(Data records Opens)
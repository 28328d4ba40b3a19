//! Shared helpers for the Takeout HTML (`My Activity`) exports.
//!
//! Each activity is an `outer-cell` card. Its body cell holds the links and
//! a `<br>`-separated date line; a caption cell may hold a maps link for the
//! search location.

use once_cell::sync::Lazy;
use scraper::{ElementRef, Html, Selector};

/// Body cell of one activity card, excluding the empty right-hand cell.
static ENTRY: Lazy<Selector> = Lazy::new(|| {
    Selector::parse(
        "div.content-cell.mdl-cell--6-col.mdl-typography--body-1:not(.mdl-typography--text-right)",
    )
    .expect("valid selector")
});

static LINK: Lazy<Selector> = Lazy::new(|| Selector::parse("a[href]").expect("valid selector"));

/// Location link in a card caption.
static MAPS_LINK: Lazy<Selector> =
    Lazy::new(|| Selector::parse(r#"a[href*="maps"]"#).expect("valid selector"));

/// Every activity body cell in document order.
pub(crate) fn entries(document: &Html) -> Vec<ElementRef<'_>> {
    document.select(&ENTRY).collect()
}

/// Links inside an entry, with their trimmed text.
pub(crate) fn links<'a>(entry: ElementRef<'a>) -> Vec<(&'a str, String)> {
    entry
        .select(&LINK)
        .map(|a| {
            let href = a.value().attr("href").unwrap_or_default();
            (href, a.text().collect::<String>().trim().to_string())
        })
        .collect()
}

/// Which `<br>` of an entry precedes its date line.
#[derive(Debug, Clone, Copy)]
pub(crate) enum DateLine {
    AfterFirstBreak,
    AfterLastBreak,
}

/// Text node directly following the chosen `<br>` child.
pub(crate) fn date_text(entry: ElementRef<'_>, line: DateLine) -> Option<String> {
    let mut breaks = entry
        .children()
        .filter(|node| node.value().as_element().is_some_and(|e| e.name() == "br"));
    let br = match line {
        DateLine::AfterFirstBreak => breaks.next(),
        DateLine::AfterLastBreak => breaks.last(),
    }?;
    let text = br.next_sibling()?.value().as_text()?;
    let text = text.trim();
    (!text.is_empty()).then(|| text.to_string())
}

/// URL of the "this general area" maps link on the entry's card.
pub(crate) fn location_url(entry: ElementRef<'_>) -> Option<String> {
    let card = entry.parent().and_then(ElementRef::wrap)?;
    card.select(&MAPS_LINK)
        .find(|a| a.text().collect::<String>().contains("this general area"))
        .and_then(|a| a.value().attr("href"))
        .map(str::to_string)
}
(Data records Closes)
Look for the string "breaks" in the listing above and copy every line holding it.

    let mut breaks = entry
        DateLine::AfterFirstBreak => breaks.next(),
        DateLine::AfterLastBreak => breaks.last(),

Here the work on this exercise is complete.